--- Provided records Enclosed Below ---
use std::fmt::Write;

use serde::{Deserialize, Serialize};

/// A named party on the declaration (shipper or consignee).
#[derive(Debug, Clone, Default, PartialEq, Serialize, Deserialize)]
pub struct Party {
    pub name: String,
    #[serde(default)]
    pub address: String,
    #[serde(default)]
    pub country: String,
}

/// One line of declared goods.
#[derive(Debug, Clone, Default, PartialEq, Serialize, Deserialize)]
pub struct GoodsLine {
    pub description: String,
    /// Classification code as declared (may contain dots, spaces, dashes).
    #[serde(default)]
    pub code: String,
    #[serde(default)]
    pub quantity: f64,
    #[serde(default)]
    pub unit_value: f64,
    #[serde(default)]
    pub total_value: f64,
    #[serde(default)]
    pub currency: String,
    #[serde(default)]
    pub country_of_origin: String,
}

/// A structured trade declaration. Immutable for the duration of one
/// analysis run; workers only ever see a shared snapshot.
#[derive(Debug, Clone, Default, PartialEq, Serialize, Deserialize)]
pub struct Declaration {
    #[serde(default)]
    pub declaration_id: Option<String>,
    pub shipper: Party,
    pub consignee: Party,
    #[serde(default)]
    pub goods: Vec<GoodsLine>,
    #[serde(default)]
    pub country_of_dispatch: String,
    #[serde(default)]
    pub destination_country: String,
    #[serde(default)]
    pub port_of_entry: String,
    #[serde(default)]
    pub total_value: f64,
    #[serde(default)]
    pub currency: String,
    #[serde(default)]
    pub transport_mode: String,
}

impl Declaration {
    /// A declaration with no parties and no goods carries nothing to
    /// analyze; dispatch refuses it up front.
    pub fn is_empty(&self) -> bool {
        self.shipper.name.trim().is_empty()
            && self.consignee.name.trim().is_empty()
            && self.goods.is_empty()
    }

    /// Render the declaration as the plain-text analysis prompt handed to
    /// model-backed workers. Deterministic field order.
    pub fn to_prompt(&self) -> String {
        let mut out = String::new();
        let _ = writeln!(out, "Analyze this customs declaration for compliance issues:");
        let _ = writeln!(out);
        let _ = writeln!(
            out,
            "Shipper: {} ({})",
            value_or_na(&self.shipper.name),
            value_or_na(&self.shipper.country)
        );
        let _ = writeln!(out, "Shipper Address: {}", value_or_na(&self.shipper.address));
        let _ = writeln!(
            out,
            "Consignee: {} ({})",
            value_or_na(&self.consignee.name),
            value_or_na(&self.consignee.country)
        );
        if !self.goods.is_empty() {
            let _ = writeln!(out, "\nGoods:");
            for (idx, line) in self.goods.iter().enumerate() {
                let _ = writeln!(out, "  {}. {}", idx + 1, value_or_na(&line.description));
                let _ = writeln!(out, "     Code: {}", value_or_na(&line.code));
                let _ = writeln!(
                    out,
                    "     Value: {} x {} = {} {}",
                    line.unit_value, line.quantity, line.total_value, line.currency
                );
                let _ = writeln!(out, "     Origin: {}", value_or_na(&line.country_of_origin));
            }
        }
        let _ = writeln!(out, "\nCountry of Dispatch: {}", value_or_na(&self.country_of_dispatch));
        let destination = if self.destination_country.trim().is_empty() {
            &self.port_of_entry
        } else {
            &self.destination_country
        };
        let _ = writeln!(out, "Destination: {}", value_or_na(destination));
        let _ = writeln!(out, "Total Value: {} {}", self.total_value, self.currency);
        let _ = writeln!(out, "Transport Mode: {}", value_or_na(&self.transport_mode));
        let _ = writeln!(out);
        let _ = writeln!(out, "Provide your analysis as JSON:");
        let _ = writeln!(
            out,
            r#"{{"findings": [{{"code": "...", "title": "...", "description": "...", "severity": "low|medium|high|critical", "confidence": "low|medium|high", "evidence": [...]}}]}}"#
        );
        out
    }
}

fn value_or_na(value: &str) -> &str {
    if value.trim().is_empty() {
        "N/A"
    } else {
        value
    }
}

#[cfg(test)]
mod tests {
    use super::*;

    fn sample() -> Declaration {
        Declaration {
            declaration_id: Some("DEMO-001".into()),
            shipper: Party {
                name: "Shenzhen Electronics Co., Ltd.".into(),
                address: "123 Factory Road, Shenzhen".into(),
                country: "CN".into(),
            },
            consignee: Party {
                name: "UK Import Ltd.".into(),
                address: "45 Commerce Street, London".into(),
                country: "GB".into(),
            },
            goods: vec![GoodsLine {
                description: "LED Computer Monitors, 27 inch".into(),
                code: "852852".into(),
                quantity: 50.0,
                unit_value: 300.0,
                total_value: 15000.0,
                currency: "USD".into(),
                country_of_origin: "CN".into(),
            }],
            country_of_dispatch: "CN".into(),
            destination_country: "GB".into(),
            port_of_entry: "Felixstowe".into(),
            total_value: 15000.0,
            currency: "USD".into(),
            transport_mode: "Sea".into(),
        }
    }

    #[test]
    fn default_declaration_is_empty() {
        assert!(Declaration::default().is_empty());
    }

    #[test]
    fn declaration_with_only_shipper_is_not_empty() {
        let declaration = Declaration {
            shipper: Party {
                name: "Acme".into(),
                ..Party::default()
            },
            ..Declaration::default()
        };
        assert!(!declaration.is_empty());
    }

    #[test]
    fn prompt_includes_parties_goods_and_routing() {
        let prompt = sample().to_prompt();
        assert!(prompt.contains("Shipper: Shenzhen Electronics Co., Ltd. (CN)"));
        assert!(prompt.contains("Consignee: UK Import Ltd. (GB)"));
        assert!(prompt.contains("Code: 852852"));
        assert!(prompt.contains("Destination: GB"));
        assert!(prompt.contains("\"findings\""));
    }

    #[test]
    fn prompt_falls_back_to_port_of_entry() {
        let mut declaration = sample();
        declaration.destination_country = String::new();
        let prompt = declaration.to_prompt();
        assert!(prompt.contains("Destination: Felixstowe"));
    }

    #[test]
    fn prompt_marks_missing_fields() {
        let declaration = Declaration {
            shipper: Party {
                name: "Acme".into(),
                ..Party::default()
            },
            ..Declaration::default()
        };
        assert!(declaration.to_prompt().contains("Shipper: Acme (N/A)"));
    }

    #[test]
    fn deserializes_from_snake_case_json() {
        let raw = r#"{
            "shipper": {"name": "A", "country": "CN"},
            "consignee": {"name": "B", "country": "GB"},
            "goods": [{"description": "widgets", "code": "8518.30", "quantity": 2}],
            "country_of_dispatch": "CN",
            "total_value": 12.5
        }"#;
        let declaration: Declaration = serde_json::from_str(raw).unwrap();
        assert_eq!(declaration.goods.len(), 1);
        assert_eq!(declaration.goods[0].code, "8518.30");
        assert!((declaration.total_value - 12.5).abs() < f64::EPSILON);
    }
}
--- End of Enclosed Provided records ---
[Your instructions] Reproduce the records above in full, without altering a single character.

[Task result]
use std::fmt::Write;

use serde::{Deserialize, Serialize};

/// A named party on the declaration (shipper or consignee).
#[derive(Debug, Clone, Default, PartialEq, Serialize, Deserialize)]
pub struct Party {
    pub name: String,
    #[serde(default)]
    pub address: String,
    #[serde(default)]
    pub country: String,
}

/// One line of declared goods.
#[derive(Debug, Clone, Default, PartialEq, Serialize, Deserialize)]
pub struct GoodsLine {
    pub description: String,
    /// Classification code as declared (may contain dots, spaces, dashes).
    #[serde(default)]
    pub code: String,
    #[serde(default)]
    pub quantity: f64,
    #[serde(default)]
    pub unit_value: f64,
    #[serde(default)]
    pub total_value: f64,
    #[serde(default)]
    pub currency: String,
    #[serde(default)]
    pub country_of_origin: String,
}

/// A structured trade declaration. Immutable for the duration of one
/// analysis run; workers only ever see a shared snapshot.
#[derive(Debug, Clone, Default, PartialEq, Serialize, Deserialize)]
pub struct Declaration {
    #[serde(default)]
    pub declaration_id: Option<String>,
    pub shipper: Party,
    pub consignee: Party,
    #[serde(default)]
    pub goods: Vec<GoodsLine>,
    #[serde(default)]
    pub country_of_dispatch: String,
    #[serde(default)]
    pub destination_country: String,
    #[serde(default)]
    pub port_of_entry: String,
    #[serde(default)]
    pub total_value: f64,
    #[serde(default)]
    pub currency: String,
    #[serde(default)]
    pub transport_mode: String,
}

impl Declaration {
    /// A declaration with no parties and no goods carries nothing to
    /// analyze; dispatch refuses it up front.
    pub fn is_empty(&self) -> bool {
        self.shipper.name.trim().is_empty()
            && self.consignee.name.trim().is_empty()
            && self.goods.is_empty()
    }

    /// Render the declaration as the plain-text analysis prompt handed to
    /// model-backed workers. Deterministic field order.
    pub fn to_prompt(&self) -> String {
        let mut out = String::new();
        let _ = writeln!(out, "Analyze this customs declaration for compliance issues:");
        let _ = writeln!(out);
        let _ = writeln!(
            out,
            "Shipper: {} ({})",
            value_or_na(&self.shipper.name),
            value_or_na(&self.shipper.country)
        );
        let _ = writeln!(out, "Shipper Address: {}", value_or_na(&self.shipper.address));
        let _ = writeln!(
            out,
            "Consignee: {} ({})",
            value_or_na(&self.consignee.name),
            value_or_na(&self.consignee.country)
        );
        if !self.goods.is_empty() {
            let _ = writeln!(out, "\nGoods:");
            for (idx, line) in self.goods.iter().enumerate() {
                let _ = writeln!(out, "  {}. {}", idx + 1, value_or_na(&line.description));
                let _ = writeln!(out, "     Code: {}", value_or_na(&line.code));
                let _ = writeln!(
                    out,
                    "     Value: {} x {} = {} {}",
                    line.unit_value, line.quantity, line.total_value, line.currency
                );
                let _ = writeln!(out, "     Origin: {}", value_or_na(&line.country_of_origin));
            }
        }
        let _ = writeln!(out, "\nCountry of Dispatch: {}", value_or_na(&self.country_of_dispatch));
        let destination = if self.destination_country.trim().is_empty() {
            &self.port_of_entry
        } else {
            &self.destination_country
        };
        let _ = writeln!(out, "Destination: {}", value_or_na(destination));
        let _ = writeln!(out, "Total Value: {} {}", self.total_value, self.currency);
        let _ = writeln!(out, "Transport Mode: {}", value_or_na(&self.transport_mode));
        let _ = writeln!(out);
        let _ = writeln!(out, "Provide your analysis as JSON:");
        let _ = writeln!(
            out,
            r#"{{"findings": [{{"code": "...", "title": "...", "description": "...", "severity": "low|medium|high|critical", "confidence": "low|medium|high", "evidence": [...]}}]}}"#
        );
        out
    }
}

fn value_or_na(value: &str) -> &str {
    if value.trim().is_empty() {
        "N/A"
    } else {
        value
    }
}

#[cfg(test)]
mod tests {
    use super::*;

    fn sample() -> Declaration {
        Declaration {
            declaration_id: Some("DEMO-001".into()),
            shipper: Party {
                name: "Shenzhen Electronics Co., Ltd.".into(),
                address: "123 Factory Road, Shenzhen".into(),
                country: "CN".into(),
            },
            consignee: Party {
                name: "UK Import Ltd.".into(),
                address: "45 Commerce Street, London".into(),
                country: "GB".into(),
            },
            goods: vec![GoodsLine {
                description: "LED Computer Monitors, 27 inch".into(),
                code: "852852".into(),
                quantity: 50.0,
                unit_value: 300.0,
                total_value: 15000.0,
                currency: "USD".into(),
                country_of_origin: "CN".into(),
            }],
            country_of_dispatch: "CN".into(),
            destination_country: "GB".into(),
            port_of_entry: "Felixstowe".into(),
            total_value: 15000.0,
            currency: "USD".into(),
            transport_mode: "Sea".into(),
        }
    }

    #[test]
    fn default_declaration_is_empty() {
        assert!(Declaration::default().is_empty());
    }

    #[test]
    fn declaration_with_only_shipper_is_not_empty() {
        let declaration = Declaration {
            shipper: Party {
                name: "Acme".into(),
                ..Party::default()
            },
            ..Declaration::default()
        };
        assert!(!declaration.is_empty());
    }

    #[test]
    fn prompt_includes_parties_goods_and_routing() {
        let prompt = sample().to_prompt();
        assert!(prompt.contains("Shipper: Shenzhen Electronics Co., Ltd. (CN)"));
        assert!(prompt.contains("Consignee: UK Import Ltd. (GB)"));
        assert!(prompt.contains("Code: 852852"));
        assert!(prompt.contains("Destination: GB"));
        assert!(prompt.contains("\"findings\""));
    }

    #[test]
    fn prompt_falls_back_to_port_of_entry() {
        let mut declaration = sample();
        declaration.destination_country = String::new();
        let prompt = declaration.to_prompt();
        assert!(prompt.contains("Destination: Felixstowe"));
    }

    #[test]
    fn prompt_marks_missing_fields() {
        let declaration = Declaration {
            shipper: Party {
                name: "Acme".into(),
                ..Party::default()
            },
            ..Declaration::default()
        };
        assert!(declaration.to_prompt().contains("Shipper: Acme (N/A)"));
    }

    #[test]
    fn deserializes_from_snake_case_json() {
        let raw = r#"{
            "shipper": {"name": "A", "country": "CN"},
            "consignee": {"name": "B", "country": "GB"},
            "goods": [{"description": "widgets", "code": "8518.30", "quantity": 2}],
            "country_of_dispatch": "CN",
            "total_value": 12.5
        }"#;
        let declaration: Declaration = serde_json::from_str(raw).unwrap();
        assert_eq!(declaration.goods.len(), 1);
        assert_eq!(declaration.goods[0].code, "8518.30");
        assert!((declaration.total_value - 12.5).abs() < f64::EPSILON);
    }
}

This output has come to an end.